Derby della Capitale: Roma’s summer of upheaval gives Lazio the edge

August 30, 2019

EVERYTHING about the Rome derby assaults the senses. Sunday evening sees the latest instalment of this clash, a game where viewers know they can expect noise, choreographed displays from supporters, smoke bombs, flares, and even fan politics at the Stadio Olimpico to combine to once again make a meeting between AS Roma and Lazio a memorable one.

It is a fixture steeped in history, passion and a game that – perhaps more than any other on the peninsula – is played between two teams who have always stood in sharp contrast to one another both on and off the field. Lazio have perennially been the more combustible club, lurching from one controversy to another over the last five decades as they notched up both trophy-winning seasons and unsavoury headlines with equal aplomb.

Yet over recent years, the Biancocelesti have become the Italian capital’s more stable team, somehow eschewing the turmoil that has often engulfed them to become an example of what can be achieved with good planning, sensible strategy and intelligence.

Back in 2016, Lazio made Simone Inzaghi their head coach. In the three seasons since, they have won two trophies and narrowly missed out on a Champions League berth, continually making small improvements to the team and consistently unearthing quality additions to their squad. In his first two campaigns, the former Italy international steered the club to consecutive fifth-placed finishes, but even as they slumped to eighth last term,

Lazio did not panic. Instead they have worked to help Inzaghi with yet more well considered signings, with an addition like Manuel Lazzarri underlining their excellent approach. The 25-year-old has proved his quality with SPAL, and the energetic wing-back will fit seamlessly into Inzaghi’s system while being a huge upgrade in a position of need.

They have also retained all of last season’s key players, shunning a number of offers for star man Sergej Milinković-Savić, as well as influential duo Luis Alberto and Felipe Caicedo. Together, those three could have generated huge profits for Lazio, but instead the club preferred to keep them on the pitch to help keep the team in contention at the top of the table.

“After winning the Supercoppa and Coppa Italia, we must now finish in the top four, even though it will be tough,” Inzaghi told reporters after Lazio got 2019/20 off to a great start, thumping Sampdoria 3-0. “We’ve started well and there’s a derby on Sunday. We know what it’s worth, it’s a unique game and we know how much our fans will get behind us.” Yet the coach is also aware that his team continues to be overlooked, going on to add that “there’s always very little talked about Lazio and I’m used to it!”

But even as Lazio remain underrated, they would probably prefer that to what happened at Roma last term. Following on from their run to the Champions League semi-finals in 2017/18, much was expected of the Giallorossi, only to see them flop badly, coach Eusebio Di Francesco and sporting director Monchi overseeing a complete disaster last term.

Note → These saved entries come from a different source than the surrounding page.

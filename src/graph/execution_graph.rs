//! In-memory DAG for one pipeline run.

use std::collections::{BTreeMap, BTreeSet, VecDeque};

use serde::{Deserialize, Serialize};
use thiserror::Error;

use crate::models::{TaskContextId, TaskId};

/// Node identity in the execution graph.
#[derive(Debug, Clone, PartialEq, Eq, PartialOrd, Ord, Hash, Serialize, Deserialize)]
pub struct TaskVertex {
    pub task_id: TaskId,
    pub task_context_id: TaskContextId,
}

impl TaskVertex {
    pub fn new(task_id: TaskId, task_context_id: TaskContextId) -> Self {
        Self {
            task_id,
            task_context_id,
        }
    }
}

#[derive(Error, Debug, Clone, PartialEq, Eq)]
pub enum GraphError {
    #[error("Graph is broken: task #{task_id} has no descendants where at least one is required")]
    BrokenGraph { task_id: TaskId },

    #[error("Edge {from} -> {to} would introduce a cycle")]
    CycleDetected { from: TaskId, to: TaskId },

    #[error("Vertex #{0} not found in graph")]
    VertexNotFound(TaskId),

    #[error("Vertex #{0} cannot be removed: it has started")]
    VertexHasStarted(TaskId),
}

/// Adjacency-list DAG, persisted as one serialized document per exec
/// context and always mutated read-modify-write-replace under the guard.
///
/// `BTreeMap` keys keep vertex iteration in ascending task-id order, which
/// the assignment service relies on for oldest-first fairness.
#[derive(Debug, Clone, Default, Serialize, Deserialize)]
pub struct ExecutionGraph {
    vertices: BTreeMap<TaskId, TaskVertex>,
    /// task id -> direct successor task ids
    successors: BTreeMap<TaskId, BTreeSet<TaskId>>,
    /// task id -> direct predecessor task ids
    predecessors: BTreeMap<TaskId, BTreeSet<TaskId>>,
}

impl ExecutionGraph {
    pub fn new() -> Self {
        Self::default()
    }

    pub fn add_vertex(&mut self, vertex: TaskVertex) {
        self.successors.entry(vertex.task_id).or_default();
        self.predecessors.entry(vertex.task_id).or_default();
        self.vertices.insert(vertex.task_id, vertex);
    }

    pub fn contains(&self, task_id: TaskId) -> bool {
        self.vertices.contains_key(&task_id)
    }

    pub fn vertex(&self, task_id: TaskId) -> Option<&TaskVertex> {
        self.vertices.get(&task_id)
    }

    pub fn vertices(&self) -> impl Iterator<Item = &TaskVertex> {
        self.vertices.values()
    }

    pub fn vertex_count(&self) -> usize {
        self.vertices.len()
    }

    /// Insert one edge. The cycle check is defensive: production never
    /// constructs a cycle, so hitting it is a structural error.
    pub fn add_edge(&mut self, from: TaskId, to: TaskId) -> Result<(), GraphError> {
        if !self.vertices.contains_key(&from) {
            return Err(GraphError::VertexNotFound(from));
        }
        if !self.vertices.contains_key(&to) {
            return Err(GraphError::VertexNotFound(to));
        }
        if from == to || self.is_reachable(to, from) {
            return Err(GraphError::CycleDetected { from, to });
        }
        self.successors.entry(from).or_default().insert(to);
        self.predecessors.entry(to).or_default().insert(from);
        Ok(())
    }

    /// Link every `from` task to every `to` vertex, inserting missing
    /// target vertices first. This is the single splice operation dynamic
    /// fan-out uses to connect all branch tails to the pre-recorded
    /// descendant set.
    pub fn add_edges(&mut self, from_ids: &[TaskId], to: &BTreeSet<TaskVertex>) -> Result<(), GraphError> {
        for vertex in to {
            if !self.contains(vertex.task_id) {
                self.add_vertex(vertex.clone());
            }
        }
        for &from in from_ids {
            for vertex in to {
                self.add_edge(from, vertex.task_id)?;
            }
        }
        Ok(())
    }

    /// Forward reachability walk from `task_id`, excluding the vertex
    /// itself. Terminates because the graph is acyclic. Idempotent and
    /// monotonic under state-only changes: only structural mutation can
    /// alter the result.
    pub fn find_descendants(&self, task_id: TaskId) -> Result<BTreeSet<TaskVertex>, GraphError> {
        if !self.vertices.contains_key(&task_id) {
            return Err(GraphError::VertexNotFound(task_id));
        }
        let mut seen = BTreeSet::new();
        let mut queue = VecDeque::from([task_id]);
        while let Some(current) = queue.pop_front() {
            if let Some(next) = self.successors.get(&current) {
                for &succ in next {
                    if seen.insert(succ) {
                        queue.push_back(succ);
                    }
                }
            }
        }
        Ok(seen
            .into_iter()
            .map(|id| self.vertices[&id].clone())
            .collect())
    }

    /// Direct predecessors of a task.
    pub fn find_direct_ancestors(&self, task_id: TaskId) -> Result<BTreeSet<TaskVertex>, GraphError> {
        let preds = self
            .predecessors
            .get(&task_id)
            .ok_or(GraphError::VertexNotFound(task_id))?;
        Ok(preds
            .iter()
            .map(|id| self.vertices[id].clone())
            .collect())
    }

    pub fn direct_successors(&self, task_id: TaskId) -> Result<BTreeSet<TaskVertex>, GraphError> {
        let succs = self
            .successors
            .get(&task_id)
            .ok_or(GraphError::VertexNotFound(task_id))?;
        Ok(succs
            .iter()
            .map(|id| self.vertices[id].clone())
            .collect())
    }

    /// Vertices with no predecessors.
    pub fn roots(&self) -> BTreeSet<TaskVertex> {
        self.vertices
            .values()
            .filter(|v| {
                self.predecessors
                    .get(&v.task_id)
                    .is_none_or(BTreeSet::is_empty)
            })
            .cloned()
            .collect()
    }

    /// Remove a vertex, splicing its predecessors to its successors.
    ///
    /// Only legal for never-started, skipped tasks; the caller checks the
    /// state table before calling.
    pub fn remove_vertex(&mut self, task_id: TaskId) -> Result<(), GraphError> {
        if !self.vertices.contains_key(&task_id) {
            return Err(GraphError::VertexNotFound(task_id));
        }
        let preds = self.predecessors.remove(&task_id).unwrap_or_default();
        let succs = self.successors.remove(&task_id).unwrap_or_default();
        for &p in &preds {
            if let Some(out) = self.successors.get_mut(&p) {
                out.remove(&task_id);
            }
        }
        for &s in &succs {
            if let Some(inc) = self.predecessors.get_mut(&s) {
                inc.remove(&task_id);
            }
        }
        for &p in &preds {
            for &s in &succs {
                self.add_edge(p, s)?;
            }
        }
        self.vertices.remove(&task_id);
        Ok(())
    }

    fn is_reachable(&self, from: TaskId, target: TaskId) -> bool {
        let mut seen = BTreeSet::new();
        let mut queue = VecDeque::from([from]);
        while let Some(current) = queue.pop_front() {
            if current == target {
                return true;
            }
            if let Some(next) = self.successors.get(&current) {
                for &succ in next {
                    if seen.insert(succ) {
                        queue.push_back(succ);
                    }
                }
            }
        }
        false
    }
}

#[cfg(test)]
mod tests {
    use super::*;

    fn vertex(id: TaskId) -> TaskVertex {
        TaskVertex::new(id, TaskContextId::root())
    }

    fn chain(ids: &[TaskId]) -> ExecutionGraph {
        let mut graph = ExecutionGraph::new();
        for &id in ids {
            graph.add_vertex(vertex(id));
        }
        for pair in ids.windows(2) {
            graph.add_edge(pair[0], pair[1]).unwrap();
        }
        graph
    }

    #[test]
    fn test_find_descendants_walks_forward() {
        let graph = chain(&[1, 2, 3]);
        let descendants = graph.find_descendants(1).unwrap();
        let ids: Vec<TaskId> = descendants.iter().map(|v| v.task_id).collect();
        assert_eq!(ids, vec![2, 3]);
        assert!(graph.find_descendants(3).unwrap().is_empty());
    }

    #[test]
    fn test_find_descendants_is_idempotent() {
        let graph = chain(&[1, 2, 3, 4]);
        let first = graph.find_descendants(2).unwrap();
        let second = graph.find_descendants(2).unwrap();
        assert_eq!(first, second);
    }

    #[test]
    fn test_direct_ancestors() {
        let mut graph = chain(&[1, 2]);
        graph.add_vertex(vertex(3));
        graph.add_edge(1, 3).unwrap();
        graph.add_edge(3, 2).unwrap();

        let ancestors = graph.find_direct_ancestors(2).unwrap();
        let ids: Vec<TaskId> = ancestors.iter().map(|v| v.task_id).collect();
        assert_eq!(ids, vec![1, 3]);
    }

    #[test]
    fn test_cycle_is_rejected() {
        let mut graph = chain(&[1, 2, 3]);
        assert_eq!(
            graph.add_edge(3, 1),
            Err(GraphError::CycleDetected { from: 3, to: 1 })
        );
        assert_eq!(
            graph.add_edge(1, 1),
            Err(GraphError::CycleDetected { from: 1, to: 1 })
        );
    }

    #[test]
    fn test_add_edges_inserts_missing_vertices() {
        let mut graph = chain(&[1]);
        let targets: BTreeSet<TaskVertex> = [vertex(5), vertex(6)].into_iter().collect();
        graph.add_edges(&[1], &targets).unwrap();
        assert!(graph.contains(5));
        assert!(graph.contains(6));
        assert_eq!(graph.find_descendants(1).unwrap().len(), 2);
    }

    #[test]
    fn test_remove_vertex_splices_edges() {
        let mut graph = chain(&[1, 2, 3]);
        graph.remove_vertex(2).unwrap();
        assert!(!graph.contains(2));
        let descendants = graph.find_descendants(1).unwrap();
        let ids: Vec<TaskId> = descendants.iter().map(|v| v.task_id).collect();
        assert_eq!(ids, vec![3]);
        let ancestors = graph.find_direct_ancestors(3).unwrap();
        assert_eq!(ancestors.iter().next().unwrap().task_id, 1);
    }

    #[test]
    fn test_roots() {
        let mut graph = chain(&[1, 2]);
        graph.add_vertex(vertex(10));
        let roots: Vec<TaskId> = graph.roots().iter().map(|v| v.task_id).collect();
        assert_eq!(roots, vec![1, 10]);
    }

    #[test]
    fn test_serde_round_trip() {
        let graph = chain(&[1, 2, 3]);
        let json = serde_json::to_value(&graph).unwrap();
        let back: ExecutionGraph = serde_json::from_value(json).unwrap();
        assert_eq!(back.vertex_count(), 3);
        assert_eq!(back.find_descendants(1).unwrap().len(), 2);
    }
}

Rather than mount a title challenge or repeat their excellent form in Europe, Roma wound up finishing sixth and were soundly beaten by FC Porto in the Champions League last-16. A string of terrible transfer decisions cost Monchi his job, Di Francesco also relieved of his duties as once again the Giallorossi were forced to hit the reset button.

Shakhtar Donetsk boss Paulo Fonseca was hired to fill the coaching vacancy, while another raft of new faces arrived during the transfer window. Every department was given an overhaul, with club legend Daniele De Rossi surprisingly among those to make way, the 35-year-old denied the chance to play out his entire career with his hometown club.

That decision also ultimately led to Francesco Totti quitting his role as a director, and he remains wholly unconvinced that Roma will succeed with their new look side. “I hope that I’m wrong, but when you’ve been in football for 30 years, you have a good eye,” he told Radio Radio earlier this week. “I think the top three are already decided, then anything can happen after that. Unfortunately, Roma can only hope to fight for fourth place.”

The club’s managerial team would probably accept a Champions League berth this term, but with those around them strengthening, it will be no easy feat for Fonseca in his debut campaign. The Portuguese boss could only look on as Kostas Manolas, Stephan El Shaarawy and Steven Nzonzi all moved on, leaving Fonseca hoping to see yet more reinforcements drafted in before the transfer window closes.

“As I’ve already said, I have faith in my players,” the coach told reporters after last weekend’s 3-3 draw with Genoa. “It is well known that we are looking for a centre-back and hope to get him by the end of the transfer market, but he can’t just be anyone. We need a player who adds value or there’s no point.”

Chris Smalling has surprisingly been a name mentioned as a potential target, but whoever arrives will not be in time to help against Lazio. At 6pm local time on Sunday, Roma will go head-to-head with their old rivals, and both will hope their respective approach is the one that ultimately proves triumphant.

They could not have arrived at this point in more differing fashion, but both still hope to seal a top four finish by the end of the season. A defeat in the Derby della Capitale would be a huge blow for either side, with Roma and Lazio once again providing exactly the kind of contrast that makes their meetings so intriguing.